今成正和 凄く良いこと言うなぁって思います(笑)。

──手塚選手に質問です。ソーシャルディスタンスのなか既に触れあってしまったのですが、実際に触れてみてグンダー・カルンダ選手の圧力、肉体力はどのように感じましたか。

手塚裕之 まぁそうッスね。凄い勢いで突っかかってきて……こっちの方が強いかなって感じですね。食っているモンも、やっているモンも。こっちの方が上のことをやっているので。

──手塚選手はお米を作って、お米で体を作っています。カルンダ選手は日本で何を食べて体を作っていますか。

グンダー・カルンダ アイ・ライク・ラーメン(笑)。ラーメン、スシ、フィッシュ、ウォーター。

──のび太選手と猿田選手へ。今回は入場に気合を入れるとか。意気込みがあれば教えてください。

内藤のび太 そこの対決はないかなと思います(笑)。

──コスプレはしない?

内藤のび太 コスプレっていうか、いつもしているのでアレはやると思います。

猿田洋祐 コスプレじゃないんで。忍者なのでやります!!

──青木選手に質問です。格闘技好きという言葉がありましたが、逆にABEMAの中継を通して格闘技がそこまで好きじゃない世間一般にはどのような受け入れられ方をしたいと思いますか。
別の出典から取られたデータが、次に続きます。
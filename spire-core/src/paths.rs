/// Name-derived pairing between opaque saves and their decoded siblings.
///
/// The pairing is inferred purely from file-name suffixes, never stored
/// anywhere. All suffix knowledge lives in this module.
use std::ffi::OsString;
use std::path::{Path, PathBuf};

/// Suffix of the game's obfuscated save files.
pub const OPAQUE_SUFFIX: &str = ".autosave";

/// Suffix appended to an opaque save's name to form its decoded sibling.
pub const DECODED_SUFFIX: &str = ".json";

fn file_name(path: &Path) -> Option<&str> {
    path.file_name().and_then(|name| name.to_str())
}

fn has_suffix_ignore_case(name: &str, suffix: &str) -> bool {
    name.len() >= suffix.len()
        && name.as_bytes()[name.len() - suffix.len()..].eq_ignore_ascii_case(suffix.as_bytes())
}

/// True if the file name ends with the opaque suffix (case-insensitive).
pub fn is_opaque(path: &Path) -> bool {
    file_name(path).is_some_and(|name| has_suffix_ignore_case(name, OPAQUE_SUFFIX))
}

/// True if the file name ends with the decoded marker (case-insensitive).
pub fn is_decoded(path: &Path) -> bool {
    file_name(path).is_some_and(|name| has_suffix_ignore_case(name, DECODED_SUFFIX))
}

/// Decoded sibling of an opaque save: the same path with the marker appended.
pub fn to_decoded_path(path: &Path) -> PathBuf {
    let mut full = OsString::from(path.as_os_str());
    full.push(DECODED_SUFFIX);
    PathBuf::from(full)
}

/// Opaque sibling of a decoded file: the literal marker suffix stripped once
/// from the end of the name (case-insensitive). Paths without the marker are
/// returned unchanged.
pub fn to_opaque_path(path: &Path) -> PathBuf {
    match file_name(path) {
        Some(name) if has_suffix_ignore_case(name, DECODED_SUFFIX) => {
            path.with_file_name(&name[..name.len() - DECODED_SUFFIX.len()])
        }
        _ => path.to_path_buf(),
    }
}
青木真也 そもそも格闘技が世間に届いているかといえば、首を傾げることが多いじゃないですか。なんかこう、格闘技が世の中に届いています──メジャーですって。

格闘技をメジャーにしたいってやつ100パーセント信用していなくて。そもそもメジャーにならないし、サブカルチャーというか……サブカルチャーだからこそできる、自分で表現できるというのは多分にあると思うので、メジャーにしたいという考えがそもそも余りないです。

結局、格闘技を外に伝えたいときに、何を伝えるかというとコレに尽きると思います。僕の場合は生きろってことで、要約すると。凄く雑な言い方ですけど、どう生きるんだ。お前はこの世の中とどう組み合って、生きていくんだっていうメッセージを伝えたいですね。
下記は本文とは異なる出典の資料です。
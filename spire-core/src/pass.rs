//! One full scan over a directory: every candidate file is classified, then
//! the decode or encode action it calls for is carried out.
use std::fs;
use std::path::{Path, PathBuf};

use anyhow::{Context, Result};
use log::{error, info};

use crate::backup::make_backup;
use crate::codec;
use crate::paths;

/// What a single candidate file needs.
#[derive(Debug, Clone, Copy, PartialEq, Eq)]
pub enum Action {
    /// Opaque save without a decoded sibling: back it up, then decode.
    DecodeWithBackup,
    /// Decoded file: re-encode into the opaque path, then delete the source.
    EncodeAndDeleteSource,
    /// Nothing to do.
    Skip,
}

/// How the pass reacts to a per-file failure.
#[derive(Debug, Clone, Copy, PartialEq, Eq, Default)]
pub enum ErrorPolicy {
    /// Stop the pass at the first failure.
    #[default]
    Abort,
    /// Report the failure and keep going with the remaining files.
    Continue,
}

/// Counts of what a pass did.
#[derive(Debug, Clone, Copy, PartialEq, Eq, Default)]
pub struct PassSummary {
    pub decoded: usize,
    pub encoded: usize,
    pub skipped: usize,
    pub failed: usize,
}

/// Decides the action for one path from its name and the existence of its
/// decoded sibling. Verdicts for different files are independent.
pub fn classify(path: &Path) -> Action {
    if paths::is_opaque(path) && !paths::to_decoded_path(path).exists() {
        Action::DecodeWithBackup
    } else if paths::is_decoded(path) {
        Action::EncodeAndDeleteSource
    } else {
        Action::Skip
    }
}

/// Regular files directly in `dir` whose name carries one of the two
/// suffixes. Non-recursive; subdirectories, symlinks to directories and
/// non-UTF-8 names are not considered.
pub fn list_candidates(dir: &Path) -> Result<Vec<PathBuf>> {
    let entries = fs::read_dir(dir)
        .with_context(|| format!("failed to read directory {}", dir.display()))?;

    let mut candidates = Vec::new();
    for entry in entries {
        let entry = entry.with_context(|| format!("failed to list {}", dir.display()))?;
        let path = entry.path();
        if !path.is_file() {
            continue;
        }
        if paths::is_opaque(&path) || paths::is_decoded(&path) {
            candidates.push(path);
        }
    }

    Ok(candidates)
}

/// Runs one pass over `dir`.
///
/// All candidates are classified up front, before any file is touched, so
/// the outcome does not depend on directory-listing order. With
/// [`ErrorPolicy::Abort`] the first per-file failure ends the pass; with
/// [`ErrorPolicy::Continue`] it is logged and counted instead.
pub fn run_pass(dir: &Path, policy: ErrorPolicy) -> Result<PassSummary> {
    let actions: Vec<(PathBuf, Action)> = list_candidates(dir)?
        .into_iter()
        .map(|path| {
            let action = classify(&path);
            (path, action)
        })
        .collect();

    let mut summary = PassSummary::default();
    for (path, action) in actions {
        match apply(&path, action) {
            Ok(()) => match action {
                Action::DecodeWithBackup => summary.decoded += 1,
                Action::EncodeAndDeleteSource => summary.encoded += 1,
                Action::Skip => summary.skipped += 1,
            },
            Err(err) => match policy {
                ErrorPolicy::Abort => return Err(err),
                ErrorPolicy::Continue => {
                    error!("{}: {err:#}", path.display());
                    summary.failed += 1;
                }
            },
        }
    }

    Ok(summary)
}

fn apply(path: &Path, action: Action) -> Result<()> {
    match action {
        Action::DecodeWithBackup => {
            info!("decoding {}", basename(path));
            make_backup(path)?;
            decode_file(path)
        }
        Action::EncodeAndDeleteSource => {
            info!("encoding {}", basename(path));
            encode_file(path)
        }
        Action::Skip => Ok(()),
    }
}

/// Decodes an opaque save into its decoded sibling path.
/// The source file is left untouched.
pub fn decode_file(path: &Path) -> Result<()> {
    let opaque = fs::read(path)
        .with_context(|| format!("failed to read save file {}", path.display()))?;
    let plain = codec::decode(&opaque)
        .with_context(|| format!("failed to decode {}", path.display()))?;

    let target = paths::to_decoded_path(path);
    fs::write(&target, plain)
        .with_context(|| format!("failed to write decoded file {}", target.display()))?;

    Ok(())
}

/// Encodes a decoded file back into its opaque path (created or overwritten,
/// no backup), then deletes the source.
pub fn encode_file(path: &Path) -> Result<()> {
    let plain = fs::read(path)
        .with_context(|| format!("failed to read decoded file {}", path.display()))?;
    let opaque = codec::encode(&plain);

    let target = paths::to_opaque_path(path);
    fs::write(&target, opaque)
        .with_context(|| format!("failed to write save file {}", target.display()))?;
    fs::remove_file(path)
        .with_context(|| format!("failed to remove decoded file {}", path.display()))?;

    Ok(())
}

fn basename(path: &Path) -> String {
    path.file_name()
        .unwrap_or(path.as_os_str())
        .to_string_lossy()
        .into_owned()
}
それがない格闘技なんて、ただ運動の得意な人が取っ組み合っているだけだからさ。そんなもん、なんの価値もないからさ。何か自分がやっていることで、主義主張はしてほしいね──と思って、伝えたいと思います。ハイ。

──誰にとか、どういう人に向かってとか青木選手はありますか。

青木真也 俺は……僕は別にヒーローになりたいとか思っていないから。子供のヒーローになりたいとか全く思っていない。世の中の人って失敗したりだとか、コミュニティからあぶれたりとか、そういうこと……失敗することの方が多いんですよ。ここにいる人間も全員が強いわけではなくて、ただ強さに憧れて、自分の弱さを認められない人間なわけですよ。そういうなかで、僕の場合は世の中からあぶれたり、上手くやっていけない人間の、転がっている奴らの希望でありたいとは思っています。

なので、潤風満帆な人は見なくて良いです。

──江藤選手は何か伝えたいモノはありますか。

江藤公洋 自分自身は試合に向かうなかで怖さだったり、恐怖心を凄く感じるタイプなので。それを乗り越えて試合に向かう、どういう結果になるかは分からないですけど、今回の試合に向けての取り組みと試合のなかでどういう風なことを周りに感じてもらえるのか。恐怖を乗り越えた結果をどういう風に受け止めてもらえるか。そのために準備をしてきたので何かを感じてもらえればとは思っています。

──青木選手という存在は恐怖ですか。

江藤公洋 それもありますけど、試合は誰と戦っても恐怖は感じるので。それは青木選手だから、とかではないと思います。

──青木選手が言われたことに対して、のび太選手も取り扱われ方も特殊な、内気な感じの生き方があるかと思うのですが……。そういう同じような引き込まってしまう人に、何かを見せたいというのはあったりするのですか。

内藤のび太 そういう人たちには、そういう人たちの色々なアレがあると思うので、そういう人たちに見て欲しいということではないですけど、そういう人たちが見た時に、何かを感じてくれれば良いなというのはあります。ハイ。何が糧になるかとか、分からないですが。

──根津選手に質問です。青木選手がうだつの上がらない人に試合を見て欲しいと言われましたが、根津選手は明日の活力にしてほしいというモットーで戦っていますが、今回、この状況でどういう人の活力になるような試合をしたいですか。

根津優太 この状況ですから、全ての人が皆もう頑張っているので。だからチョット頑張り疲れた人達に『もう1回、明日も頑張ろう』とか思ってもらいたいですね。